⟨

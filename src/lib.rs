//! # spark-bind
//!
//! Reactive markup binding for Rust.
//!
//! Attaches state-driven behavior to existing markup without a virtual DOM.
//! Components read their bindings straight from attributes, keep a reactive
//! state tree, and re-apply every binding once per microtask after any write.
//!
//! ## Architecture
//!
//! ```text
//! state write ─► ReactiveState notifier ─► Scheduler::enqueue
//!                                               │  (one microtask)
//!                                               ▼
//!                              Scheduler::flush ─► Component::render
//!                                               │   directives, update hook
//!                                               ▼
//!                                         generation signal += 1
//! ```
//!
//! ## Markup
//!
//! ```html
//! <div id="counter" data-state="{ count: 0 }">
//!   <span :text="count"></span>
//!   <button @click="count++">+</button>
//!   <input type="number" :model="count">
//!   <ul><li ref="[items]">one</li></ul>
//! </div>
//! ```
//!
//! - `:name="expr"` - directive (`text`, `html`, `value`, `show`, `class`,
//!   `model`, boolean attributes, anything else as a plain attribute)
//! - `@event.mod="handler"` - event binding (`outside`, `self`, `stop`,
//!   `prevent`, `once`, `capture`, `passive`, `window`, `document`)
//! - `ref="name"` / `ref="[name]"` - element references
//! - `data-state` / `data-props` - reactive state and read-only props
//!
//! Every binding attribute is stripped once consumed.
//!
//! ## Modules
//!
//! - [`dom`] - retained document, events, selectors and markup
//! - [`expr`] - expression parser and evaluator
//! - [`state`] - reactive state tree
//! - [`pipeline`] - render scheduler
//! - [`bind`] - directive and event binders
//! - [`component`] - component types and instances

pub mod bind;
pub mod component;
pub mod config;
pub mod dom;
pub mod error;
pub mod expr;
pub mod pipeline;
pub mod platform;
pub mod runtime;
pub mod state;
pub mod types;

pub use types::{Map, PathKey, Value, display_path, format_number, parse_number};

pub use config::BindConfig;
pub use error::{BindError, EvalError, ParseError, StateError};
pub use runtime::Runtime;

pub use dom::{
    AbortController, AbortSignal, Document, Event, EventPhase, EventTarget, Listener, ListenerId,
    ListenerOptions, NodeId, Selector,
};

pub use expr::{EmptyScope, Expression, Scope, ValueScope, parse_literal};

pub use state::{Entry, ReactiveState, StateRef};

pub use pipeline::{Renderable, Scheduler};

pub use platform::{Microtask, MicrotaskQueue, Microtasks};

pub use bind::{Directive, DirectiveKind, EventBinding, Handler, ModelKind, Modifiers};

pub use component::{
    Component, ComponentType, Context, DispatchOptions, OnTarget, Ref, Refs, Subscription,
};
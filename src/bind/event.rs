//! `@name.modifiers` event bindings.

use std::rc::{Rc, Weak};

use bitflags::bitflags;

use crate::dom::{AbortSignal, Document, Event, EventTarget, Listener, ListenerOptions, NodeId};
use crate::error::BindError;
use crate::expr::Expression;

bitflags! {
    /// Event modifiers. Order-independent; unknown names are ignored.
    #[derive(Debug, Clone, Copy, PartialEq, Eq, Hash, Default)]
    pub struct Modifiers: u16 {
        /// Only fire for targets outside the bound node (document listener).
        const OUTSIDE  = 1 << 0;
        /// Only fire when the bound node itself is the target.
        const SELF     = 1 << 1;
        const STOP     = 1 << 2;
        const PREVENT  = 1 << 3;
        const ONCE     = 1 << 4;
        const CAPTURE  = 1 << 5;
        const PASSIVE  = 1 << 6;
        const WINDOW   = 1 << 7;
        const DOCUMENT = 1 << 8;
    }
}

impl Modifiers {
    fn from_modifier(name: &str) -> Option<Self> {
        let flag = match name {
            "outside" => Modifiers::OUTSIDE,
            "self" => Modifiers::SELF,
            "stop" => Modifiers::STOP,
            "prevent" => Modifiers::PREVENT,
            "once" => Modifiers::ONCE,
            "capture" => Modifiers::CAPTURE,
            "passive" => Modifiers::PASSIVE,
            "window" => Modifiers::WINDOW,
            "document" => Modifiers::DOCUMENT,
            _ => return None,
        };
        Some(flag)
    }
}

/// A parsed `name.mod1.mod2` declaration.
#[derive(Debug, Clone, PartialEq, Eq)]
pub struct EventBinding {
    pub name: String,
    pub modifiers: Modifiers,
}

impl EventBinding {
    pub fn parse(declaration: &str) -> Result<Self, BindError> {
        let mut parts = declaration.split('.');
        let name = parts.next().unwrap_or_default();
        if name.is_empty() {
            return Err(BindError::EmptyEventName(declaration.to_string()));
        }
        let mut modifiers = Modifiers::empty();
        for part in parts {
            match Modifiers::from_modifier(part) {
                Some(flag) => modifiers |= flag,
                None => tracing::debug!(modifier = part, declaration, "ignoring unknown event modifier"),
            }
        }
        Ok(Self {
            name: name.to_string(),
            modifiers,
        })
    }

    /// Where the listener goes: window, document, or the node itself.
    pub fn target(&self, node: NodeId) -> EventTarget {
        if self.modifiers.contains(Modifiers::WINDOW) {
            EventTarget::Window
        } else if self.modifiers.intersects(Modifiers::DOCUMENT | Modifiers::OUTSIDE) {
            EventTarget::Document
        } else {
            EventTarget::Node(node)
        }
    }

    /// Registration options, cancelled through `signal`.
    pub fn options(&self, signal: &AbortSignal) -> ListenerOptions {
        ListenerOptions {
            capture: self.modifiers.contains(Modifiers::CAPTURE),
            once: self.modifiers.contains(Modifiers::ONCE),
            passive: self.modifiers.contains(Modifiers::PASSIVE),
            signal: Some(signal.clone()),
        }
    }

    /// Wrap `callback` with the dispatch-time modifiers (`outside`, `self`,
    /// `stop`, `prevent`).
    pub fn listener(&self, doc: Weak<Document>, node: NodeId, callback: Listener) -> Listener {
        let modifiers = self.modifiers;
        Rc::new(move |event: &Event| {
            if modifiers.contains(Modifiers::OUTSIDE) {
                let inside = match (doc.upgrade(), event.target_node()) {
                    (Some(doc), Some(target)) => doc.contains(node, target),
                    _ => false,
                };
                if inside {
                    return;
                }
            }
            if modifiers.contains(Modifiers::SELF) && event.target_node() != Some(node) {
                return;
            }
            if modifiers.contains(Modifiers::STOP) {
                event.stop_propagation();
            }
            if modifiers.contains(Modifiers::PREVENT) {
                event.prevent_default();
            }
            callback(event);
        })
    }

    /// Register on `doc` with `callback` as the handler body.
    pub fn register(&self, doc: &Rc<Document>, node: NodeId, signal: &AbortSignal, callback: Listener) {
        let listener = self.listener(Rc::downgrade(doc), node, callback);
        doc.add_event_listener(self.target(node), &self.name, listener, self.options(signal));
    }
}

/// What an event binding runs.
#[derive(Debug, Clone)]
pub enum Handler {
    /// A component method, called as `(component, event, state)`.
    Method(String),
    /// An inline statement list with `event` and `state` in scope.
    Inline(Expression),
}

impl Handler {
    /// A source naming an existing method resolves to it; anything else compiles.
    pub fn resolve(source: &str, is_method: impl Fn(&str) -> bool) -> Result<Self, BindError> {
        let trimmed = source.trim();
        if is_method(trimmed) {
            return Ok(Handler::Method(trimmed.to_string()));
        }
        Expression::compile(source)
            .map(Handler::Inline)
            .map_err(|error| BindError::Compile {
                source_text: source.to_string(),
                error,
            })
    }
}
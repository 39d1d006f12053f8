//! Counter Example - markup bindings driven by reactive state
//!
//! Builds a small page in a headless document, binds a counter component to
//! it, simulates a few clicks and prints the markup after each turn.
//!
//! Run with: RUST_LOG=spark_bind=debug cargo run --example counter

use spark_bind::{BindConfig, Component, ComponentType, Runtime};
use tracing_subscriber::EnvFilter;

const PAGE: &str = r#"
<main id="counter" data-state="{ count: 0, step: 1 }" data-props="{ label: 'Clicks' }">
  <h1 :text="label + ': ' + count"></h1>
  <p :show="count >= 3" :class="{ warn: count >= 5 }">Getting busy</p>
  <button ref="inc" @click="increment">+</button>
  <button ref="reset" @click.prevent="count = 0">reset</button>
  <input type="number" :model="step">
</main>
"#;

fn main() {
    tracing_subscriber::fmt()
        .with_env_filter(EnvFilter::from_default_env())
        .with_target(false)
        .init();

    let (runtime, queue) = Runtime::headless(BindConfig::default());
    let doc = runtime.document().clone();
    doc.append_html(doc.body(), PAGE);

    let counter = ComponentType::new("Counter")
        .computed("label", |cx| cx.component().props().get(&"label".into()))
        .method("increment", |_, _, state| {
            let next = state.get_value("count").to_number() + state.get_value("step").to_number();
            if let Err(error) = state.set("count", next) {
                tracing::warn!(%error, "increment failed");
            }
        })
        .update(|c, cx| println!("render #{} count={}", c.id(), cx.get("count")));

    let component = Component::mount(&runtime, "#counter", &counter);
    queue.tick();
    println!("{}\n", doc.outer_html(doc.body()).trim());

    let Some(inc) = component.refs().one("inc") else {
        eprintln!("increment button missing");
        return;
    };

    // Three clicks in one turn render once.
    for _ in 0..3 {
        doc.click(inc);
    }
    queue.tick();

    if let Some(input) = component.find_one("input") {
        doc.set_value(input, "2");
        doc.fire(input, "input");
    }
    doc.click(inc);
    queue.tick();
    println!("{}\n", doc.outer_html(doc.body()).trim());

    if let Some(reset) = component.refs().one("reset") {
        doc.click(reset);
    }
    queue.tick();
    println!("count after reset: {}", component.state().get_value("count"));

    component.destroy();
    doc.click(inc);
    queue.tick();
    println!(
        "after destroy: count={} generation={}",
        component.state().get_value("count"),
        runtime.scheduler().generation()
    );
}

⟩
⟨

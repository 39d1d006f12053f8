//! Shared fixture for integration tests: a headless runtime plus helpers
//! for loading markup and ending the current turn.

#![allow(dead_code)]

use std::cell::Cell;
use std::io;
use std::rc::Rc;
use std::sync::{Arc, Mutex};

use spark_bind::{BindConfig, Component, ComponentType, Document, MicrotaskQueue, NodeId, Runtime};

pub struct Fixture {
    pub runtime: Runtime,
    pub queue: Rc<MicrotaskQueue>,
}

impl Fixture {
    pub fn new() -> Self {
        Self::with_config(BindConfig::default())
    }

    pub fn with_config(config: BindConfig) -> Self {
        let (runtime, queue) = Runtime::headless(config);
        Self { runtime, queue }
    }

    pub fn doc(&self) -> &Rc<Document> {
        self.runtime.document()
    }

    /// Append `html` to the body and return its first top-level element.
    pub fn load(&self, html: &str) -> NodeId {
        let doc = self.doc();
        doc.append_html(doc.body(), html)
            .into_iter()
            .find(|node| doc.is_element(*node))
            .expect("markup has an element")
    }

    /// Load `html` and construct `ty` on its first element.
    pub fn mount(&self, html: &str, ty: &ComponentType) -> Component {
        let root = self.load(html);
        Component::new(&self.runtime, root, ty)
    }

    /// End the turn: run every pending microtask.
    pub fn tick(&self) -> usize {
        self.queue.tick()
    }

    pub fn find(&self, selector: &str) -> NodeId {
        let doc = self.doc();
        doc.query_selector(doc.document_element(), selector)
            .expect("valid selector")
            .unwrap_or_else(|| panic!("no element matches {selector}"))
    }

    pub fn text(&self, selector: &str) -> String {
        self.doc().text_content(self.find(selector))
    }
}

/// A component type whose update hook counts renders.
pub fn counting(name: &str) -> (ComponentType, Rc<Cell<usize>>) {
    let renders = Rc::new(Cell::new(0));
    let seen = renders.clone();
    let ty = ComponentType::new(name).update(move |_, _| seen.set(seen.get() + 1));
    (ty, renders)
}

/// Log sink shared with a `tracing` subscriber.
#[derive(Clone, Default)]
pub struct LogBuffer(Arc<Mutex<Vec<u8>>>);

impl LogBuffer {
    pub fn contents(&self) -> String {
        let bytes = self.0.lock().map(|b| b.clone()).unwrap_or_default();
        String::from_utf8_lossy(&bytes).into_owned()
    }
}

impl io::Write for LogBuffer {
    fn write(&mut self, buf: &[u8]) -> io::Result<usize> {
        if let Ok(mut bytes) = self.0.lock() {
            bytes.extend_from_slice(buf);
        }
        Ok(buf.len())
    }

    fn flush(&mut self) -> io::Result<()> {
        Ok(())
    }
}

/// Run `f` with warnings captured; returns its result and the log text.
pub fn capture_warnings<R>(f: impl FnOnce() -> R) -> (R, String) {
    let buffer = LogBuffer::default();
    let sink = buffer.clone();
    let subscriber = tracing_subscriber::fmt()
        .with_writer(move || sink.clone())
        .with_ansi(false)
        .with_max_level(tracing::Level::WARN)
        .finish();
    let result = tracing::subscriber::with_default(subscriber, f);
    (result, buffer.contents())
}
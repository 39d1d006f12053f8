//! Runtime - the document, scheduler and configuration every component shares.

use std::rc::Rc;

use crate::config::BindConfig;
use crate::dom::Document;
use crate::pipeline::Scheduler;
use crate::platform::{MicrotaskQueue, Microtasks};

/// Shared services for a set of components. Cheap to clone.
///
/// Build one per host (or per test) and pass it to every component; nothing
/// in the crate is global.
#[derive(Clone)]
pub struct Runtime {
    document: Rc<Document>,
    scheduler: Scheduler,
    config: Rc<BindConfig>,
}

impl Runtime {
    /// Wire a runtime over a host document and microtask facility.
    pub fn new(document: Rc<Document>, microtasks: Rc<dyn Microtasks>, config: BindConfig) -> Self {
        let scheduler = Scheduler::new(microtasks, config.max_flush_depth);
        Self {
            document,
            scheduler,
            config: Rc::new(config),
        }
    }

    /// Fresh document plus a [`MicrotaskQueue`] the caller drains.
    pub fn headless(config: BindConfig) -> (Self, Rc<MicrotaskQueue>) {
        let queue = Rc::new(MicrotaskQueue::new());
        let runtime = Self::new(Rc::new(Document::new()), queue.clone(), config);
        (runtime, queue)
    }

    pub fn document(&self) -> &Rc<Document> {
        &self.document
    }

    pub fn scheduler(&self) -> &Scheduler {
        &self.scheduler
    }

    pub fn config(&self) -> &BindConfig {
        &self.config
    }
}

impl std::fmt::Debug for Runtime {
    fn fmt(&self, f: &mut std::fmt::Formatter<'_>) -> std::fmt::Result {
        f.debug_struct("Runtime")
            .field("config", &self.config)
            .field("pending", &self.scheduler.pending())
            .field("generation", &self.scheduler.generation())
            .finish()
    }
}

⟩
⟨

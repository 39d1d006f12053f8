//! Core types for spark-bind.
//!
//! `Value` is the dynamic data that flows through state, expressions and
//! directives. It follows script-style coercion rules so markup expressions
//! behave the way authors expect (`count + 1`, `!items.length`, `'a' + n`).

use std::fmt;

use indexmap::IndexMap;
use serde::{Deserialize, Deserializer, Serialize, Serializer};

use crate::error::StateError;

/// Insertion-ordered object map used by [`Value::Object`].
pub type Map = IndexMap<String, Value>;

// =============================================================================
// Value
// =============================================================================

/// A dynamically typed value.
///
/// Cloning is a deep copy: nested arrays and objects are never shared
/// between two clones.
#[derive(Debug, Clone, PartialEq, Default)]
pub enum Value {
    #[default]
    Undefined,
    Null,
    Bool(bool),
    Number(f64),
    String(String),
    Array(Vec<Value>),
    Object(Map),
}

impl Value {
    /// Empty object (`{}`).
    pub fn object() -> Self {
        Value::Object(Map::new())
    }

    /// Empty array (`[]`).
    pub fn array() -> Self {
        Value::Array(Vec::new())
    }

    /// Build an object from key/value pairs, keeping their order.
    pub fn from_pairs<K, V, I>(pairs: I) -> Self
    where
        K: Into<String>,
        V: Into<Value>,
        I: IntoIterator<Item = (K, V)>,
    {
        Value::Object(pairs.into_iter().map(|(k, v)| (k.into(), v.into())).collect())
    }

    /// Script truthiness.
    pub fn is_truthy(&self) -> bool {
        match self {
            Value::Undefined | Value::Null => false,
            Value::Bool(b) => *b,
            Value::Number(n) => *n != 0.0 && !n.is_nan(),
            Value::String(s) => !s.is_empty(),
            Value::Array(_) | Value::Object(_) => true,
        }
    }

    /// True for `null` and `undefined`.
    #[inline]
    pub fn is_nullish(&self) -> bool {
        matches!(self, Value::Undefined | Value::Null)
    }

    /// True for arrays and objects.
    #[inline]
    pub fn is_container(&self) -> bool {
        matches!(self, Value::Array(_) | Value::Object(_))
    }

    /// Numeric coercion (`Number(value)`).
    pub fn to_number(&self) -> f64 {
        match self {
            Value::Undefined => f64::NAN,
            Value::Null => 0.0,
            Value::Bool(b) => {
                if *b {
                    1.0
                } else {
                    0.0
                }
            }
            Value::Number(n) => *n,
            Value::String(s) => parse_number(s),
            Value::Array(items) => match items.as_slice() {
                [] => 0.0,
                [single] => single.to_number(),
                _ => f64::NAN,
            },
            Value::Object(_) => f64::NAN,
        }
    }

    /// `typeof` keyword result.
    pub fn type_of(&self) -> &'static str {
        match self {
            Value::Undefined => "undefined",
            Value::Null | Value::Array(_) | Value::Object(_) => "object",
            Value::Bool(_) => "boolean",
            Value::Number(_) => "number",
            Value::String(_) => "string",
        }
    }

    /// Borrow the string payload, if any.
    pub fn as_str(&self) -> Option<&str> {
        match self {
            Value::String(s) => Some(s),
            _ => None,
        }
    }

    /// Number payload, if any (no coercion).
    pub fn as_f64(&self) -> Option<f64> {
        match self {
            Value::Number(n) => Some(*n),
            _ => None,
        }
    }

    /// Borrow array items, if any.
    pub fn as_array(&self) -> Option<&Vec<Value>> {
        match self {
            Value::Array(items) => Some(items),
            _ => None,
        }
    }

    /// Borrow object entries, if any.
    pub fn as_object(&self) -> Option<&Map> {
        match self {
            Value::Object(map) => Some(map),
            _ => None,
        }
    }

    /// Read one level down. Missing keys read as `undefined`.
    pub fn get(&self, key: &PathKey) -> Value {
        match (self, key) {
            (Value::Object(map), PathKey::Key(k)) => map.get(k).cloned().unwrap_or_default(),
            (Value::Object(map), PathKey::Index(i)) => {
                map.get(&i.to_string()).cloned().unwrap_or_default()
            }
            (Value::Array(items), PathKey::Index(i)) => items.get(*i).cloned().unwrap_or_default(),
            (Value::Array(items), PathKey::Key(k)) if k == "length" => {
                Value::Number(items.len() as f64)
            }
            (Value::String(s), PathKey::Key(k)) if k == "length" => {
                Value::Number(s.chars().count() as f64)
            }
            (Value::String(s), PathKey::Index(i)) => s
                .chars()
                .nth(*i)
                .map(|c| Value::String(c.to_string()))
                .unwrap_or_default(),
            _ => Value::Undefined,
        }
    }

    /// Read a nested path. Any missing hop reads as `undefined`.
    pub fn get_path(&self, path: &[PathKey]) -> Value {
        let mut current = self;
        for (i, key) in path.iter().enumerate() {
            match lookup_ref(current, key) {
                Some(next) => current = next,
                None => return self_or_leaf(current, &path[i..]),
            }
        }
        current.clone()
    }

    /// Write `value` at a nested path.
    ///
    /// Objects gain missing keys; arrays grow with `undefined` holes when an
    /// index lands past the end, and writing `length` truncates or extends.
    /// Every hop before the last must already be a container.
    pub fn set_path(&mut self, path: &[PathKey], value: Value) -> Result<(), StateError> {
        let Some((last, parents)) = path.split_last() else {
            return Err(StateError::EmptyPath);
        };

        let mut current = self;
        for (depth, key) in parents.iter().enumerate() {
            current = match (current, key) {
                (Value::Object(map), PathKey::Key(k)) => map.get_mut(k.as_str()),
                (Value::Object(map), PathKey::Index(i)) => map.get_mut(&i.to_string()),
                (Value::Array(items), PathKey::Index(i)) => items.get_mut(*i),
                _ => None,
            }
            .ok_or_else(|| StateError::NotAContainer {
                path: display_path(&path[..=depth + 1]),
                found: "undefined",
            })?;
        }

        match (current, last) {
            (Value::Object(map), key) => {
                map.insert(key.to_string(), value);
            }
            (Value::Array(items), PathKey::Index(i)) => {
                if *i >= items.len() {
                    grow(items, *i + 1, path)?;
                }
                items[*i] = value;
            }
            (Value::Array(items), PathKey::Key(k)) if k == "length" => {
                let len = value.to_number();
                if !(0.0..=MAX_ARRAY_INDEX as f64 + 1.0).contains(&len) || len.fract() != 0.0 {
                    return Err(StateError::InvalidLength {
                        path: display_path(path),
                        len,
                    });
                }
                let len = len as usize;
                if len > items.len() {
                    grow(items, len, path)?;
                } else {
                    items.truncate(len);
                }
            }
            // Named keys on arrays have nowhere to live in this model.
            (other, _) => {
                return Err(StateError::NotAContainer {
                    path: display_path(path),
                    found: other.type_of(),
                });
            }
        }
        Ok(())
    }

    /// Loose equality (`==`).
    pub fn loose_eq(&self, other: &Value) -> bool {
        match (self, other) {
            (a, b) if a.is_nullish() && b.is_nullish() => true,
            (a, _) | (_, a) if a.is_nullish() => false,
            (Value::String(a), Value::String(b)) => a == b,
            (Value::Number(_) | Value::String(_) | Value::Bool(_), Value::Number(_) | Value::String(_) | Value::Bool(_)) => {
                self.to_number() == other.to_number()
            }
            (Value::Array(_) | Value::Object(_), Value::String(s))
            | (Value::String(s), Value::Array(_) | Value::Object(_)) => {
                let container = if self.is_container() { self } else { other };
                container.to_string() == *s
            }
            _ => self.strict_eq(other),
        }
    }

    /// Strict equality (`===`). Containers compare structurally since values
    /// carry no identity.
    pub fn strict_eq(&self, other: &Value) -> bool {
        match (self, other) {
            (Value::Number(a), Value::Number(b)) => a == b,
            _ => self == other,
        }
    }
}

⟩

◆ DIRECTIONS FOR THIS TASK
If a line of the data holds the string "next", count it. Then state the total and nothing more.

◆ RESPONSE BOX
4